-- Work to be completed --
Determine the count of lines in the following entries that contain the string "async". Write only the number.

::: Data :::

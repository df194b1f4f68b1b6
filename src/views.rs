//! Serialized shapes returned by the HTTP surface and carried in events.
//! All of them are built from what is persisted, never from request input.

use serde::Serialize;
use sqlx::SqliteConnection;
use time::OffsetDateTime;

use crate::{
    db::{self, GameId, LobbyId, MessageId, MessageKind, UserId},
    store,
};

#[derive(Debug, Clone, PartialEq, Eq, Serialize)]
pub struct PublicUser {
    pub id: UserId,
    pub nickname: String,
}

impl From<&db::User> for PublicUser {
    fn from(user: &db::User) -> Self {
        Self {
            id: user.id,
            nickname: user.nickname.clone(),
        }
    }
}

#[derive(Debug, Clone, PartialEq, Eq, Serialize)]
pub struct GameView {
    pub id: GameId,
    pub name: String,
    pub description: String,
    pub steam_url: Option<String>,
}

impl From<db::Game> for GameView {
    fn from(game: db::Game) -> Self {
        Self {
            id: game.id,
            name: game.name,
            description: game.description,
            steam_url: game.steam_url,
        }
    }
}

#[derive(Debug, Clone, PartialEq, Eq, Serialize)]
pub struct LobbyView {
    pub id: LobbyId,
    pub description: String,
    pub max_players: i64,
    pub member_count: i64,
    /// Derived on every read by comparing members to capacity.
    pub is_open: bool,
    pub game: GameView,
    pub host: PublicUser,
    /// In join order.
    pub members: Vec<PublicUser>,
    #[serde(with = "time::serde::rfc3339")]
    pub created_at: OffsetDateTime,
}

#[derive(Debug, Clone, PartialEq, Eq, Serialize)]
pub struct MessageView {
    pub id: MessageId,
    pub lobby_id: LobbyId,
    pub user_id: Option<UserId>,
    #[serde(rename = "type")]
    pub kind: MessageKind,
    pub content: String,
    #[serde(with = "time::serde::rfc3339")]
    pub created_at: OffsetDateTime,
    #[serde(skip_serializing_if = "Option::is_none")]
    pub user: Option<PublicUser>,
}

impl MessageView {
    pub fn new(message: db::Message, author: Option<PublicUser>) -> Self {
        Self {
            id: message.id,
            lobby_id: message.lobby_id,
            user_id: message.user_id,
            kind: message.kind,
            content: message.content,
            created_at: message.created_at,
            user: author,
        }
    }
}

pub async fn lobby_view(conn: &mut SqliteConnection, lobby_id: LobbyId) -> sqlx::Result<Option<LobbyView>> {
    let Some(lobby) = store::lobby(&mut *conn, lobby_id).await? else {
        return Ok(None);
    };
    lobby_view_of(conn, lobby).await.map(Some)
}

pub async fn lobby_view_of(conn: &mut SqliteConnection, lobby: db::Lobby) -> sqlx::Result<LobbyView> {
    let game = store::game(&mut *conn, lobby.game_id)
        .await?
        .ok_or(sqlx::Error::RowNotFound)?;
    let members = store::members(&mut *conn, lobby.id).await?;
    let host = match members.iter().find(|member| member.id == lobby.host_id) {
        Some(host) => PublicUser::from(host),
        None => store::user(&mut *conn, lobby.host_id)
            .await?
            .as_ref()
            .map(PublicUser::from)
            .ok_or(sqlx::Error::RowNotFound)?,
    };
    let member_count = members.len() as i64;

    Ok(LobbyView {
        id: lobby.id,
        description: lobby.description,
        max_players: lobby.max_players,
        member_count,
        is_open: member_count < lobby.max_players,
        game: game.into(),
        host,
        members: members.iter().map(PublicUser::from).collect(),
        created_at: lobby.created_at,
    })
}

pub async fn message_view(conn: &mut SqliteConnection, message: db::Message) -> sqlx::Result<MessageView> {
    let author = match message.user_id {
        Some(user_id) => store::user(conn, user_id).await?.as_ref().map(PublicUser::from),
        None => None,
    };
    Ok(MessageView::new(message, author))
}
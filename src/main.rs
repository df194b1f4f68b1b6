use anyhow::Context;
use playmatch::{db, hub::Hub, router, AppState, Config};
use tower_sessions::{cookie::SameSite, Expiry, MemoryStore, SessionManagerLayer};
use tracing_subscriber::{fmt, prelude::*, EnvFilter};

#[tokio::main]
async fn main() -> anyhow::Result<()> {
    tracing_subscriber::registry()
        .with(fmt::layer())
        .with(EnvFilter::try_from_default_env().unwrap_or_else(|_| EnvFilter::new("playmatch=info,tower_http=info")))
        .init();

    let config = Config::from_env()?;

    let session_store = MemoryStore::default();
    let session_layer = SessionManagerLayer::new(session_store)
        .with_secure(false)
        .with_same_site(SameSite::Lax)
        .with_expiry(Expiry::OnInactivity(config.session_inactivity));

    let db_pool = db::connect(&config.database_url, config.max_connections)
        .await
        .with_context(|| format!("connecting to {}", config.database_url))?;

    let hub = Hub::new(config.subscriber_buffer);
    let app = router(AppState::new(db_pool, hub)).layer(session_layer);

    let listener = tokio::net::TcpListener::bind(config.bind_addr)
        .await
        .with_context(|| format!("binding {}", config.bind_addr))?;
    tracing::info!("listening on {}", config.bind_addr);
    axum::serve(listener, app).await?;

    Ok(())
}
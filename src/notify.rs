//! Turns committed lobby transitions into hub broadcasts.

use serde::Serialize;

use crate::{
    db::{LobbyId, UserId},
    hub::Hub,
    views::{GameView, LobbyView, MessageView, PublicUser},
};

/// Wire form: `{"type": "...", "payload": {...}}`.
#[derive(Debug, Clone, PartialEq, Serialize)]
#[serde(tag = "type", content = "payload", rename_all = "snake_case")]
pub enum LobbyEvent {
    LobbyCreated(LobbyView),
    UserJoined(PublicUser),
    UserLeft(PublicUser),
    UserKicked(PublicUser),
    HostChanged(PublicUser),
    LobbyUpdated(LobbyView),
    LobbyDeleted { lobby_id: LobbyId },
    LobbyGameChanged(GameView),
    NewMessage(MessageView),
}

impl LobbyEvent {
    pub fn kind(&self) -> &'static str {
        use LobbyEvent::*;
        match self {
            LobbyCreated(_) => "lobby_created",
            UserJoined(_) => "user_joined",
            UserLeft(_) => "user_left",
            UserKicked(_) => "user_kicked",
            HostChanged(_) => "host_changed",
            LobbyUpdated(_) => "lobby_updated",
            LobbyDeleted { .. } => "lobby_deleted",
            LobbyGameChanged(_) => "lobby_game_changed",
            NewMessage(_) => "new_message",
        }
    }
}

/// What happened to the lobby after a member left.
#[derive(Debug, Clone)]
pub enum Departure {
    Stayed,
    HostChanged { host: PublicUser, notice: MessageView },
    Deleted,
}

/// A transition that has already committed, described by post-commit state.
#[derive(Debug, Clone)]
pub enum Transition {
    Created { lobby: LobbyView, notice: MessageView },
    Joined { lobby_id: LobbyId, user: PublicUser, notice: MessageView },
    Left { lobby_id: LobbyId, user: PublicUser, notice: Option<MessageView>, departure: Departure },
    Kicked { lobby_id: LobbyId, user: PublicUser, notice: MessageView },
    Updated { lobby: LobbyView, game_changed: Option<MessageView> },
    Posted { message: MessageView },
}

impl Transition {
    pub fn lobby_id(&self) -> LobbyId {
        use Transition::*;
        match self {
            Created { lobby, .. } | Updated { lobby, .. } => lobby.id,
            Joined { lobby_id, .. } | Left { lobby_id, .. } | Kicked { lobby_id, .. } => *lobby_id,
            Posted { message } => message.lobby_id,
        }
    }

    /// Events in the order subscribers see them.
    pub fn events(&self) -> Vec<LobbyEvent> {
        use LobbyEvent::*;
        match self.clone() {
            Transition::Created { lobby, notice } => vec![LobbyCreated(lobby), NewMessage(notice)],
            Transition::Joined { user, notice, .. } => vec![UserJoined(user), NewMessage(notice)],
            Transition::Left { lobby_id, user, notice, departure } => {
                let mut events = vec![UserLeft(user)];
                events.extend(notice.map(NewMessage));
                match departure {
                    Departure::Stayed => {}
                    Departure::HostChanged { host, notice } => {
                        events.push(HostChanged(host));
                        events.push(NewMessage(notice));
                    }
                    Departure::Deleted => events.push(LobbyDeleted { lobby_id }),
                }
                events
            }
            Transition::Kicked { user, notice, .. } => vec![UserKicked(user), NewMessage(notice)],
            Transition::Updated { lobby, game_changed } => {
                let mut events = Vec::new();
                if let Some(notice) = game_changed {
                    events.push(NewMessage(notice));
                    events.push(LobbyGameChanged(lobby.game.clone()));
                }
                events.push(LobbyUpdated(lobby));
                events
            }
            Transition::Posted { message } => vec![NewMessage(message)],
        }
    }

    /// The user whose live subscriptions must end with this transition.
    fn revoked_user(&self) -> Option<UserId> {
        match self {
            Transition::Left { user, departure, .. } if !matches!(departure, Departure::Deleted) => Some(user.id),
            Transition::Kicked { user, .. } => Some(user.id),
            _ => None,
        }
    }

    fn deletes_lobby(&self) -> bool {
        matches!(self, Transition::Left { departure: Departure::Deleted, .. })
    }
}

#[derive(Clone)]
pub struct Notifier {
    hub: Hub,
}

impl Notifier {
    pub fn new(hub: Hub) -> Self {
        Self { hub }
    }

    pub fn hub(&self) -> &Hub {
        &self.hub
    }

    /// Broadcasts the transition's events. Failures are logged and swallowed:
    /// the transition has committed regardless.
    pub fn committed(&self, transition: Transition) {
        let lobby_id = transition.lobby_id();

        for event in transition.events() {
            match self.hub.broadcast(lobby_id, &event) {
                Ok(delivery) => tracing::debug!(
                    %lobby_id,
                    event = event.kind(),
                    delivered = delivery.delivered,
                    dropped = delivery.dropped,
                    "broadcast"
                ),
                Err(err) => tracing::warn!(%lobby_id, event = event.kind(), "broadcast failed: {err}"),
            }
        }

        if let Some(user_id) = transition.revoked_user() {
            self.hub.disconnect_user(lobby_id, user_id);
        }
        if transition.deletes_lobby() {
            self.hub.close_lobby(lobby_id);
        }
    }
}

:::

-- Answer below --
4